To me, the crown looked quite toothlike, quite the color of my other teeth.  It was off-white, for god's sake.  But there was discussion about how they could improve the match between the exact shade of the crown and that of nearby teeth.  I suddenly realized that neither the doctor nor his assistant was merely a tooth technician.  These guys were frustrated artists -- hear the language they used about varying the shade near the visible edges of the tooth; the shade names and number that they used, like pigments a painter chooses; the friendly disagreements they had between themselves, and the way those disagreements were resolved.  

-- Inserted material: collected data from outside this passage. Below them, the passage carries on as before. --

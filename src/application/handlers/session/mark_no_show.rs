//! MarkNoShowHandler - Records who missed a session and prices it.

use std::sync::Arc;

use crate::domain::foundation::{authorize, CommandMetadata, SessionId, Timestamp};
use crate::domain::policy::{calculate_no_show_charge, can_mark_no_show, NoShowCharge};
use crate::domain::session::{NoShowParty, Session, SessionError};
use crate::ports::{EventPublisher, SessionRepository};

use super::common::{load, persist, publish};

#[derive(Debug, Clone)]
pub struct MarkNoShowCommand {
    pub session_id: SessionId,
    pub party: NoShowParty,
}

#[derive(Debug, Clone)]
pub struct MarkNoShowResult {
    pub session: Session,
    pub charge: NoShowCharge,
}

pub struct MarkNoShowHandler {
    repository: Arc<dyn SessionRepository>,
    event_publisher: Arc<dyn EventPublisher>,
}

impl MarkNoShowHandler {
    pub fn new(
        repository: Arc<dyn SessionRepository>,
        event_publisher: Arc<dyn EventPublisher>,
    ) -> Self {
        Self {
            repository,
            event_publisher,
        }
    }

    pub async fn handle(
        &self,
        cmd: MarkNoShowCommand,
        metadata: CommandMetadata,
    ) -> Result<MarkNoShowResult, SessionError> {
        let actor = &metadata.actor;
        let mut session = load(self.repository.as_ref(), cmd.session_id).await?;
        authorize(can_mark_no_show(&session, actor), actor, "mark_no_show", &session)?;

        let event = session.mark_no_show(cmd.party, actor, Timestamp::now())?;
        let charge = calculate_no_show_charge(&session, cmd.party);

        persist(self.repository.as_ref(), &mut session).await?;
        publish(self.event_publisher.as_ref(), &event, &metadata).await;

        tracing::info!(
            session_id = %session.id(),
            party = %cmd.party,
            refund_cents = charge.refund_amount_cents,
            "Session marked no-show"
        );
        Ok(MarkNoShowResult { session, charge })
    }
}

#[cfg(test)]
mod tests {
    use super::*;
    use crate::application::handlers::test_support::*;
    use crate::domain::foundation::UserId;
    use crate::domain::session::fixtures::{open_slot_at, scheduled_session_at};
    use crate::domain::session::SessionStatus;

    fn handler(h: &Harness) -> MarkNoShowHandler {
        MarkNoShowHandler::new(h.repository.clone(), h.events.clone())
    }

    fn command(session: &Session, party: NoShowParty) -> MarkNoShowCommand {
        MarkNoShowCommand {
            session_id: session.id(),
            party,
        }
    }

    #[tokio::test]
    async fn student_no_show_is_charged() {
        let h = Harness::new();
        let session = h.seed(scheduled_session_at(hours_from_now(-1))).await;

        let result = handler(&h)
            .handle(command(&session, NoShowParty::Student), metadata(tutor()))
            .await
            .unwrap();

        assert_eq!(result.session.status(), SessionStatus::NoShow);
        assert_eq!(result.charge.student_charge_cents, 7500);
        assert_eq!(result.charge.refund_amount_cents, 0);
        assert!(h.events.has_event("session.no_show.v1"));
    }

    #[tokio::test]
    async fn provider_no_show_refunds_student() {
        let h = Harness::new();
        let session = h.seed(scheduled_session_at(hours_from_now(-1))).await;

        let result = handler(&h)
            .handle(command(&session, NoShowParty::Provider), metadata(student()))
            .await
            .unwrap();

        assert_eq!(result.charge.student_charge_cents, 0);
        assert_eq!(result.charge.refund_amount_cents, 7500);
    }

    #[tokio::test]
    async fn future_session_is_too_early() {
        let h = Harness::new();
        let session = h.seed(scheduled_session_at(hours_from_now(2))).await;

        let result = handler(&h)
            .handle(command(&session, NoShowParty::Student), metadata(tutor()))
            .await;

        assert!(matches!(result, Err(SessionError::NoShowTooEarly { .. })));
        assert_eq!(h.stored(&session).await.status(), SessionStatus::Scheduled);
    }

    #[tokio::test]
    async fn pending_session_is_rejected() {
        let h = Harness::new();
        let mut slot = open_slot_at(hours_from_now(-1));
        let student_id = UserId::new("student-1").unwrap();
        slot.book(student_id.clone(), student_id, Timestamp::now()).unwrap();
        let pending = h.seed(slot).await;

        let result = handler(&h)
            .handle(command(&pending, NoShowParty::Student), metadata(admin()))
            .await;

        assert!(matches!(result, Err(SessionError::InvalidTransition { .. })));
    }
}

Calling them dentists or dental assistants would be like calling Michelangelo a guy who colored canvases.  The dentist apologized.  They wanted to "shade" my crown a bit differently.  I visualized them slapping a little paint on it.  "How long will that take?"  Not long, they assured me.  We had already reached the three hour mark.  

It took another 45 minutes, using the crown-making machine.  They returned, agreed that it looked better, and stared at it a bit more.  "I really think we should have used more of the blah blah blah," the dentist said.  "Do you mind if we give this one more shading?  It shouldn't take more than twenty minutes."

I hesitated.  My patience was exhausted.  It told them I appreciated their "artistic integrity," but the nuances would be lost on me.  I wouldn't be able to see the difference between one shade or another.  And no one else would either.  

The dentist looked a little sheepish, and laughed quietly that he often got carried away trying to reach a perfection that his patient couldn't care less about.  The patient just wants to go home.  Yes.  I just wanted to go home.

He didn't accuse me of being a philistine, a dental barbarian.  He was just sad.

So the "not quite perfect" crown was installed.  I gave it a good look under a bright light when I got home.  It looks fine.  It looks like the other teeth.  He did a great job.

I guess there's a moral to this story.  Just don't let the "perfect" be the enemy of the "good."  Especially when you're asking your patient for his patience.  And his money.